Referral: “Giant magnetoelastic result in soft systems for bioelectronics” 30 September 2021, Nature Materials.DOI: 10.1038/ s41563-021-01093-1.
UCLA Samueli postdoctoral scholar Yihao Zhou and graduate student Xun Zhao are co-first authors of the study. They are both advised by Chen, who directs UCLAs Wearable Bioelectronics Group and is part of the UCLA Society of Hellman Fellows. Other authors are UCLA college students Jing Xu and Guorui Chen, postdoctoral scholars Yunsheng Fang and Yang Song, in addition to Song Li– a teacher and chair of the Bioengineering Department.
A patent on the technology has actually been filed by the UCLA Technology Development Group.

UCLA-designed self-powered, elastic, water resistant magnetoelastic generator for bioelectronics.
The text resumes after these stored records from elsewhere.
//! Table features and target-table arbitration.
//!
//! Two LLM passes pick at most one physical table per target:
//!
//! 1. **Features**: every candidate table is described as a [`TableFeature`]
//!    whose type comes from a closed vocabulary (plus `其他表`).
//! 2. **Arbitration**: for each target, tables whose declared type is
//!    similar enough to the target name are offered to the model with the
//!    target's description; the model answers with one table id, or `"0"`
//!    when none fits.
//!
//! Prospectuses repeat each statement several times (different periods,
//! the guarantor's copy, partial cuts), so the cheap type filter narrows the
//! field before the arbitration call. Both passes fan out with
//! `buffered(concurrency)`, which keeps results in input order. A table or
//! target that exhausts its attempts is recorded as a non-fatal failure.

use crate::config::SplitConfig;
use crate::error::ItemError;
use crate::output::{TableContext, TableFeature, TargetTableMatch};
use crate::pipeline::llm::{list_field, parse_json_object, string_field, Completer};
use crate::pipeline::similarity::ratio;
use crate::prompts::{table_feature_prompt, target_table_prompt};
use crate::targets::TargetTable;
use futures::stream::{self, StreamExt};
use once_cell::sync::Lazy;
use regex::Regex;
use serde_json::{Map, Value};
use tracing::{debug, info, warn};

/// Id reply meaning "none of the candidates fits".
pub const NO_MATCH_ID: &str = "0";

static RE_TABLE_ID: Lazy<Regex> = Lazy::new(|| Regex::new(r"^[a-z0-9\-]{4,}$").unwrap());

// ── Field labels ─────────────────────────────────────────────────────────

#[derive(Debug, Clone, Copy, PartialEq, Eq)]
enum Field {
    TableType,
    Section,
    Title,
    Header,
    Keywords,
    TimeSeries,
}

/// Reply/prompt label of every feature field, with the English key some
/// models answer with instead.
const FIELD_LABELS: &[(Field, &str, &str)] = &[
    (Field::TableType, "表格类型", "table_type"),
    (Field::Section, "所属章节", "section"),
    (Field::Title, "表格标题", "title"),
    (Field::Header, "表头", "header"),
    (Field::Keywords, "关键词", "keywords"),
    (Field::TimeSeries, "时间序列", "time_series"),
];

fn keys(field: Field) -> [&'static str; 2] {
    FIELD_LABELS
        .iter()
        .find(|(f, _, _)| *f == field)
        .map(|(_, zh, en)| [*zh, *en])
        .unwrap_or(["", ""])
}

fn label(field: Field) -> &'static str {
    keys(field)[0]
}

/// Read a feature out of a parsed reply; absent fields stay empty.
pub fn feature_from_reply(id: &str, value: &Value) -> TableFeature {
    let text = |field| string_field(value, &keys(field)).unwrap_or_default();
    let list = |field| list_field(value, &keys(field));
    TableFeature {
        id: id.to_string(),
        table_type: text(Field::TableType),
        section: text(Field::Section),
        title: text(Field::Title),
        header: list(Field::Header),
        keywords: list(Field::Keywords),
        time_series: list(Field::TimeSeries),
    }
}

/// A feature as shown to the arbiter: the id plus the labelled fields.
pub fn feature_to_prompt_value(feature: &TableFeature) -> Value {
    let mut map = Map::new();
    map.insert("id".into(), Value::from(feature.id.as_str()));
    map.insert(label(Field::TableType).into(), Value::from(feature.table_type.as_str()));
    map.insert(label(Field::Section).into(), Value::from(feature.section.as_str()));
    map.insert(label(Field::Title).into(), Value::from(feature.title.as_str()));
    map.insert(label(Field::Header).into(), Value::from(feature.header.clone()));
    map.insert(label(Field::Keywords).into(), Value::from(feature.keywords.clone()));
    map.insert(label(Field::TimeSeries).into(), Value::from(feature.time_series.clone()));
    Value::Object(map)
}

// ── Features ─────────────────────────────────────────────────────────────

/// Describe every table, in input order.
///
/// Each table gets up to `max_attempts` requests; an attempt succeeds when
/// the reply parses and names a type. A table that never does keeps its id
/// and whatever fields the last parsed reply carried.
pub async fn generate_features(
    completer: &dyn Completer,
    contexts: &[TableContext],
    vocabulary: &[&str],
    config: &SplitConfig,
) -> (Vec<TableFeature>, Vec<ItemError>) {
    let total = contexts.len();
    let results: Vec<Result<TableFeature, (TableFeature, String)>> =
        stream::iter(contexts.iter().enumerate().map(|(index, ctx)| async move {
            if let Some(ref cb) = config.progress_callback {
                cb.on_table_start(index, total);
            }
            let result = describe_table(completer, ctx, vocabulary, config.max_attempts).await;
            if let Some(ref cb) = config.progress_callback {
                match &result {
                    Ok(feature) => cb.on_table_complete(index, total, &feature.table_type),
                    Err((_, detail)) => cb.on_table_error(index, total, detail),
                }
            }
            result
        }))
        .buffered(config.concurrency)
        .collect()
        .await;

    let mut features = Vec::with_capacity(total);
    let mut failures = Vec::new();
    for result in results {
        match result {
            Ok(feature) => features.push(feature),
            Err((feature, detail)) => {
                warn!("Table {}: no usable feature after {} attempts: {}", feature.id, config.max_attempts, detail);
                failures.push(ItemError::FeatureExtractionFailed {
                    table_id: feature.id.clone(),
                    attempts: config.max_attempts,
                    detail,
                });
                features.push(feature);
            }
        }
    }
    info!("Described {} tables ({} without a type)", total, failures.len());
    (features, failures)
}

async fn describe_table(
    completer: &dyn Completer,
    ctx: &TableContext,
    vocabulary: &[&str],
    max_attempts: u32,
) -> Result<TableFeature, (TableFeature, String)> {
    let mut feature = TableFeature {
        id: ctx.id.clone(),
        ..Default::default()
    };
    let mut last_error = String::from("no attempt made");

    for attempt in 1..=max_attempts {
        let prompt = table_feature_prompt(ctx, vocabulary, attempt);
        match completer.complete(&prompt).await {
            Ok(reply) => match parse_json_object(&reply) {
                Some(value) => {
                    feature = feature_from_reply(&ctx.id, &value);
                    if !feature.table_type.is_empty() {
                        debug!("Table {}: '{}' (attempt {})", ctx.id, feature.table_type, attempt);
                        return Ok(feature);
                    }
                    last_error = "missing table type".to_string();
                }
                None => last_error = "reply is not a JSON object".to_string(),
            },
            Err(e) => last_error = e.to_string(),
        }
        debug!("Table {}: attempt {} failed: {}", ctx.id, attempt, last_error);
    }
    Err((feature, last_error))
}

// ── Arbitration ──────────────────────────────────────────────────────────

/// Features whose declared type scores above `threshold` against `name`.
pub fn candidates_for<'a>(name: &str, features: &'a [TableFeature], threshold: f64) -> Vec<&'a TableFeature> {
    features
        .iter()
        .filter(|f| ratio(name, &f.table_type) > threshold)
        .collect()
}

/// Bind each target to at most one table id, in target order.
///
/// Targets without candidates are skipped without a request. A reply is
/// accepted only when its id is well-formed and one of the candidates';
/// the `"0"` sentinel and anything else is retried up to `max_attempts`.
pub async fn select_targets(
    completer: &dyn Completer,
    features: &[TableFeature],
    targets: &[TargetTable],
    config: &SplitConfig,
) -> (Vec<TargetTableMatch>, Vec<ItemError>) {
    let results: Vec<Option<Result<TargetTableMatch, ItemError>>> =
        stream::iter(targets.iter().map(|&target| async move {
            let candidates = candidates_for(target.name(), features, config.similarity_threshold);
            let result = if candidates.is_empty() {
                debug!("Target {}: no candidate tables", target.name());
                None
            } else {
                Some(arbitrate(completer, target, &candidates, config.max_attempts).await)
            };
            if let Some(ref cb) = config.progress_callback {
                let id = match &result {
                    Some(Ok(m)) => Some(m.id.as_str()),
                    _ => None,
                };
                cb.on_target_resolved(target.name(), id);
            }
            result
        }))
        .buffered(config.concurrency)
        .collect()
        .await;

    let mut matches = Vec::new();
    let mut failures = Vec::new();
    for result in results.into_iter().flatten() {
        match result {
            Ok(m) => matches.push(m),
            Err(e) => failures.push(e),
        }
    }
    info!(
        "Resolved {} of {} targets ({} unresolved)",
        matches.len(),
        targets.len(),
        failures.len()
    );
    (matches, failures)
}

async fn arbitrate(
    completer: &dyn Completer,
    target: TargetTable,
    candidates: &[&TableFeature],
    max_attempts: u32,
) -> Result<TargetTableMatch, ItemError> {
    let listing: Vec<Value> = candidates.iter().map(|f| feature_to_prompt_value(f)).collect();
    let listing = Value::from(listing).to_string();
    let mut last_error = String::from("no attempt made");

    for attempt in 1..=max_attempts {
        let prompt = target_table_prompt(target.description(), &listing, attempt);
        match completer.complete(&prompt).await {
            Ok(reply) => match parse_json_object(&reply).and_then(|v| string_field(&v, &["id"])) {
                Some(id) => match check_id(&id, candidates) {
                    Ok(()) => {
                        debug!(
                            "Target {}: table {} among {} candidates (attempt {})",
                            target.name(),
                            id,
                            candidates.len(),
                            attempt
                        );
                        return Ok(TargetTableMatch {
                            name: target.name().to_string(),
                            id,
                        });
                    }
                    Err(reason) => last_error = reason,
                },
                None => last_error = "reply has no id".to_string(),
            },
            Err(e) => last_error = e.to_string(),
        }
        debug!("Target {}: attempt {} rejected: {}", target.name(), attempt, last_error);
    }

    warn!("Target {}: unresolved after {} attempts: {}", target.name(), max_attempts, last_error);
    Err(ItemError::TargetUnresolved {
        target: target.name().to_string(),
        attempts: max_attempts,
        detail: last_error,
    })
}

fn check_id(id: &str, candidates: &[&TableFeature]) -> Result<(), String> {
    if id == NO_MATCH_ID {
        return Err("model found no fitting table".to_string());
    }
    if !RE_TABLE_ID.is_match(id) {
        return Err(format!("malformed id '{}'", id));
    }
    if !candidates.iter().any(|f| f.id == id) {
        return Err(format!("id '{}' not among candidates", id));
    }
    Ok(())
}
//! CLI binary for prospectus-split.
//!
//! Maps flags onto `SplitConfig`, runs the pipeline and writes the JSON
//! payload to a file or stdout. `--inspect` prints the document structure
//! without touching a model.

use anyhow::{Context, Result};
use clap::Parser;
use indicatif::{ProgressBar, ProgressStyle};
use prospectus_split::{
    inspect, process, process_to_file, DocumentSummary, MergeGuard, ProgressCallback, SplitConfig,
    SplitProgressCallback, Stage, TargetTable,
};
use std::io::{self, BufWriter, Write};
use std::path::PathBuf;
use std::sync::atomic::{AtomicUsize, Ordering};
use std::sync::Arc;
use std::time::Duration;
use tracing_subscriber::EnvFilter;

// ── Terminal styling ─────────────────────────────────────────────────────

#[derive(Clone, Copy)]
enum Tone {
    Ok,
    Fail,
    Warn,
    Faint,
    Strong,
}

fn tone(t: Tone, s: &str) -> String {
    let code = match t {
        Tone::Ok => "32",
        Tone::Fail => "31",
        Tone::Warn => "33",
        Tone::Faint => "2",
        Tone::Strong => "1",
    };
    format!("\x1b[{code}m{s}\x1b[0m")
}

// ── Progress ─────────────────────────────────────────────────────────────

/// One line of terminal state: stage names while the document is walked,
/// a table counter once descriptions start. Descriptions run concurrently,
/// so table events may arrive out of order.
struct TerminalProgress {
    line: ProgressBar,
    undescribed: AtomicUsize,
}

impl TerminalProgress {
    fn new() -> Arc<Self> {
        let line = ProgressBar::new_spinner();
        line.set_style(
            ProgressStyle::with_template("{spinner:.yellow} {msg}")
                .unwrap_or_else(|_| ProgressStyle::default_spinner()),
        );
        line.set_message("reading document");
        line.enable_steady_tick(Duration::from_millis(100));
        Arc::new(Self {
            line,
            undescribed: AtomicUsize::new(0),
        })
    }

    fn count_tables(&self, total: usize) {
        self.line.set_length(total as u64);
        self.line.set_position(0);
        self.line.set_style(
            ProgressStyle::with_template("{spinner:.yellow} describing tables {bar:32.yellow/240} {pos}/{len}  {elapsed}")
                .unwrap_or_else(|_| ProgressStyle::default_bar())
                .progress_chars("=> "),
        );
    }
}

impl SplitProgressCallback for TerminalProgress {
    fn on_run_start(&self, paragraphs: usize, tables: usize) {
        self.line
            .println(tone(Tone::Strong, &format!("{paragraphs} paragraphs / {tables} tables")));
    }

    fn on_stage(&self, stage: Stage) {
        self.line.set_message(stage.label());
    }

    fn on_table_start(&self, _index: usize, total: usize) {
        if self.line.length() != Some(total as u64) {
            self.count_tables(total);
        }
    }

    fn on_table_complete(&self, _index: usize, _total: usize, _table_type: &str) {
        self.line.inc(1);
    }

    fn on_table_error(&self, index: usize, _total: usize, error: &str) {
        self.undescribed.fetch_add(1, Ordering::SeqCst);
        let short: String = error.chars().take(72).collect();
        self.line
            .println(format!("  table #{}: {}", index + 1, tone(Tone::Fail, &short)));
        self.line.inc(1);
    }

    fn on_target_resolved(&self, target: &str, id: Option<&str>) {
        self.line.println(match id {
            Some(id) => format!("  {} {target}  {}", tone(Tone::Ok, "+"), tone(Tone::Faint, id)),
            None => format!("  {} {target}  {}", tone(Tone::Faint, "-"), tone(Tone::Faint, "no match")),
        });
    }

    fn on_run_complete(&self, resolved_targets: usize, total_targets: usize) {
        self.line.finish_and_clear();
        let mark = if resolved_targets == total_targets {
            tone(Tone::Ok, "done")
        } else {
            tone(Tone::Warn, "partial")
        };
        let undescribed = self.undescribed.load(Ordering::SeqCst);
        let note = match undescribed {
            0 => String::new(),
            n => format!(", {n} tables undescribed"),
        };
        eprintln!("{mark}: {resolved_targets} of {total_targets} target tables bound{note}");
    }
}

// ── Arguments ────────────────────────────────────────────────────────────

const AFTER_HELP: &str = r#"Examples:
  prospectus-split prospectus.docx                      payload on stdout
  prospectus-split prospectus.docx -o out.json          payload to a file
  prospectus-split --sections-only --no-llm-titles a.docx   no model needed
  prospectus-split --targets 资产负债表,现金流 a.docx     statements only
  prospectus-split --inspect a.docx                     structure only

Target tables:
  资产负债表 利润表 现金流 有息负债 受限资产 应收账款
  其他应收款 营业收入 对外担保 授信情况 保证人基本情况

Model selection (first match wins):
  --provider/--model, then EDGEQUAKE_LLM_PROVIDER + EDGEQUAKE_MODEL,
  then OPENAI_API_KEY, then whichever provider key is set
  (ANTHROPIC_API_KEY, GEMINI_API_KEY, ...).
"#;

/// Split bond prospectuses into sections and bind their financial tables.
#[derive(Parser, Debug)]
#[command(
    name = "prospectus-split",
    version,
    about = "Split bond-prospectus .docx files into sections and bind their financial tables",
    long_about = "Segment a bond prospectus (.docx, local file or URL) by its heading hierarchy, \
attach each table to its heading and caption, and ask a chat model which tables are the \
statements a credit report needs. Balance sheet and cash flow come out in 亿.",
    arg_required_else_help = true,
    after_long_help = AFTER_HELP
)]
struct Cli {
    /// Prospectus .docx path or http(s) URL.
    input: String,

    /// Output JSON file; stdout when omitted.
    #[arg(short, long, env = "PROSPECTUS_SPLIT_OUTPUT")]
    output: Option<PathBuf>,

    /// Chat model ID, e.g. gpt-4.1-nano.
    #[arg(long, env = "EDGEQUAKE_MODEL")]
    model: Option<String>,

    /// Provider name: openai, anthropic, gemini, azure, ollama, openrouter...
    #[arg(long, env = "EDGEQUAKE_LLM_PROVIDER")]
    provider: Option<String>,

    /// Parallel table descriptions and arbitrations.
    #[arg(short, long, env = "PROSPECTUS_SPLIT_CONCURRENCY", default_value_t = 4)]
    concurrency: usize,

    /// Attempts per table or target when a reply is unusable.
    #[arg(long, env = "PROSPECTUS_SPLIT_MAX_ATTEMPTS", default_value_t = 3)]
    max_attempts: u32,

    /// Fuzzy cut-off between a table's type and a target name (0–1).
    #[arg(long, env = "PROSPECTUS_SPLIT_SIMILARITY", default_value_t = 0.8)]
    similarity: f64,

    /// Comma-separated target tables (default: all).
    #[arg(long, env = "PROSPECTUS_SPLIT_TARGETS", value_delimiter = ',')]
    targets: Vec<String>,

    /// Treat undecided heading candidates as body text instead of asking the model.
    #[arg(long, env = "PROSPECTUS_SPLIT_NO_LLM_TITLES")]
    no_llm_titles: bool,

    /// Stop after sections and table contexts; no table selection.
    #[arg(long, env = "PROSPECTUS_SPLIT_SECTIONS_ONLY")]
    sections_only: bool,

    /// Describe every table, not only those whose caption names a statement.
    #[arg(long, env = "PROSPECTUS_SPLIT_NO_KEYWORD_FILTER")]
    no_keyword_filter: bool,

    /// Never merge caption-less tables beyond this many rows.
    #[arg(long, env = "PROSPECTUS_SPLIT_MERGE_MAX_ROWS")]
    merge_max_rows: Option<usize>,

    /// Only merge caption-less tables of the same width.
    #[arg(long, env = "PROSPECTUS_SPLIT_MERGE_SAME_WIDTH")]
    merge_same_width: bool,

    /// Reply token cap per model call.
    #[arg(long, env = "PROSPECTUS_SPLIT_MAX_TOKENS", default_value_t = 4096)]
    max_tokens: usize,

    /// Sampling temperature.
    #[arg(long, env = "PROSPECTUS_SPLIT_TEMPERATURE", default_value_t = 0.2)]
    temperature: f32,

    /// Single-line JSON.
    #[arg(long)]
    compact: bool,

    /// No progress line on stderr.
    #[arg(long, env = "PROSPECTUS_SPLIT_NO_PROGRESS")]
    no_progress: bool,

    /// Print the document structure and exit; no model calls.
    #[arg(long)]
    inspect: bool,

    /// Debug logging.
    #[arg(short, long, env = "PROSPECTUS_SPLIT_VERBOSE")]
    verbose: bool,

    /// Errors only.
    #[arg(short, long, env = "PROSPECTUS_SPLIT_QUIET")]
    quiet: bool,

    /// Seconds allowed for downloading a URL input.
    #[arg(long, env = "PROSPECTUS_SPLIT_DOWNLOAD_TIMEOUT", default_value_t = 120)]
    download_timeout: u64,

    /// Seconds allowed per model call.
    #[arg(long, env = "PROSPECTUS_SPLIT_API_TIMEOUT", default_value_t = 120)]
    api_timeout: u64,
}

impl Cli {
    fn shows_progress(&self) -> bool {
        !(self.quiet || self.no_progress || self.inspect)
    }

    /// Default log filter; `RUST_LOG` overrides it. The progress line owns
    /// stderr while it runs, so library logs drop to errors.
    fn log_filter(&self) -> &'static str {
        if self.verbose {
            "debug"
        } else if self.quiet || self.shows_progress() {
            "error"
        } else {
            "info"
        }
    }
}

#[tokio::main]
async fn main() -> Result<()> {
    let cli = Cli::parse();

    tracing_subscriber::fmt()
        .with_env_filter(EnvFilter::try_from_default_env().unwrap_or_else(|_| EnvFilter::new(cli.log_filter())))
        .with_writer(io::stderr)
        .init();

    if cli.inspect {
        let summary = inspect(&cli.input).await.context("Failed to inspect document")?;
        print_summary(&cli.input, &summary);
        return Ok(());
    }

    let progress: Option<ProgressCallback> = cli
        .shows_progress()
        .then(|| TerminalProgress::new() as Arc<dyn SplitProgressCallback>);
    let config = build_config(&cli, progress)?;

    match cli.output {
        Some(ref path) => {
            let stats = process_to_file(&cli.input, path, &config)
                .await
                .context("Processing failed")?;
            if !cli.quiet {
                eprintln!(
                    "{} → {}  ({} sections, {} tables, {} model calls, {}+{} tokens, {} ms)",
                    cli.input,
                    tone(Tone::Strong, &path.display().to_string()),
                    stats.sections,
                    stats.table_contexts,
                    stats.llm_calls,
                    stats.input_tokens,
                    stats.output_tokens,
                    stats.total_duration_ms,
                );
            }
        }
        None => {
            let output = process(&cli.input, &config).await.context("Processing failed")?;
            let mut out = BufWriter::new(io::stdout().lock());
            if cli.compact {
                serde_json::to_writer(&mut out, &output)
            } else {
                serde_json::to_writer_pretty(&mut out, &output)
            }
            .context("Failed to serialise output")?;
            writeln!(out).and_then(|_| out.flush()).context("Failed to write to stdout")?;

            if !cli.quiet && !cli.shows_progress() {
                eprintln!(
                    "{} sections, {}/{} targets bound, {} degraded items, {} ms",
                    output.stats.sections,
                    output.stats.targets_resolved,
                    config.targets.len(),
                    output.failures.len(),
                    output.stats.total_duration_ms
                );
            }
        }
    }

    Ok(())
}

fn print_summary(input: &str, summary: &DocumentSummary) {
    println!("{}", tone(Tone::Strong, input));
    println!(
        "  {} paragraphs, {} tables, {} styles, {} numbering definitions",
        summary.paragraphs, summary.tables, summary.styles, summary.numbering_definitions
    );
    println!("  {} paragraphs carry an outline level", summary.outline_entries);
    for title in &summary.first_level_titles {
        println!("  · {title}");
    }
}

/// Map CLI args to `SplitConfig`.
fn build_config(cli: &Cli, progress: Option<ProgressCallback>) -> Result<SplitConfig> {
    let mut builder = SplitConfig::builder()
        .targets(parse_targets(&cli.targets)?)
        .concurrency(cli.concurrency)
        .max_attempts(cli.max_attempts)
        .similarity_threshold(cli.similarity)
        .llm_title_fallback(!cli.no_llm_titles)
        .extract_tables(!cli.sections_only)
        .keyword_filter(!cli.no_keyword_filter)
        .merge_guard(MergeGuard {
            max_rows: cli.merge_max_rows,
            require_same_width: cli.merge_same_width,
        })
        .max_tokens(cli.max_tokens)
        .temperature(cli.temperature)
        .download_timeout_secs(cli.download_timeout)
        .api_timeout_secs(cli.api_timeout);

    if let Some(ref model) = cli.model {
        builder = builder.model(model);
    }
    if let Some(ref provider) = cli.provider {
        builder = builder.provider_name(provider);
    }
    if let Some(cb) = progress {
        builder = builder.progress_callback(cb);
    }

    builder.build().context("Invalid configuration")
}

/// Parse `--targets` names; empty means all.
fn parse_targets(names: &[String]) -> Result<Vec<TargetTable>> {
    let names: Vec<&str> = names.iter().map(|n| n.trim()).filter(|n| !n.is_empty()).collect();
    if names.is_empty() {
        return Ok(TargetTable::ALL.to_vec());
    }
    names
        .into_iter()
        .map(|n| TargetTable::from_name(n).with_context(|| format!("Unknown target table: '{n}'")))
        .collect()
}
Credit: Jun Chen/UCLA
A group of bioengineers at the UCLA Samueli School of Engineering has developed a novel soft and flexible self-powered bioelectronic device. The innovation transforms human body motions– from flexing an elbow to subtle movements such as a pulse on ones wrist– into electricity that could be utilized to power implantable and wearable diagnostic sensing units.
The researchers discovered that the magnetoelastic impact, which is the change of how much a material is magnetized when tiny magnets are continuously pushed together and pulled apart by mechanical pressure, can exist in a versatile and soft system– not simply one that is stiff. To prove their principle, the group used microscopic magnets distributed in a paper-thin silicone matrix to generate a magnetic field that changes in strength as the matrix undulated. As the electromagnetic fields strength shifts, electrical power is created.
Nature Materials published today (September 30, 2021) a research study detailing the discovery, the theoretical model behind the advancement, and the presentation. The research is also highlighted by Nature.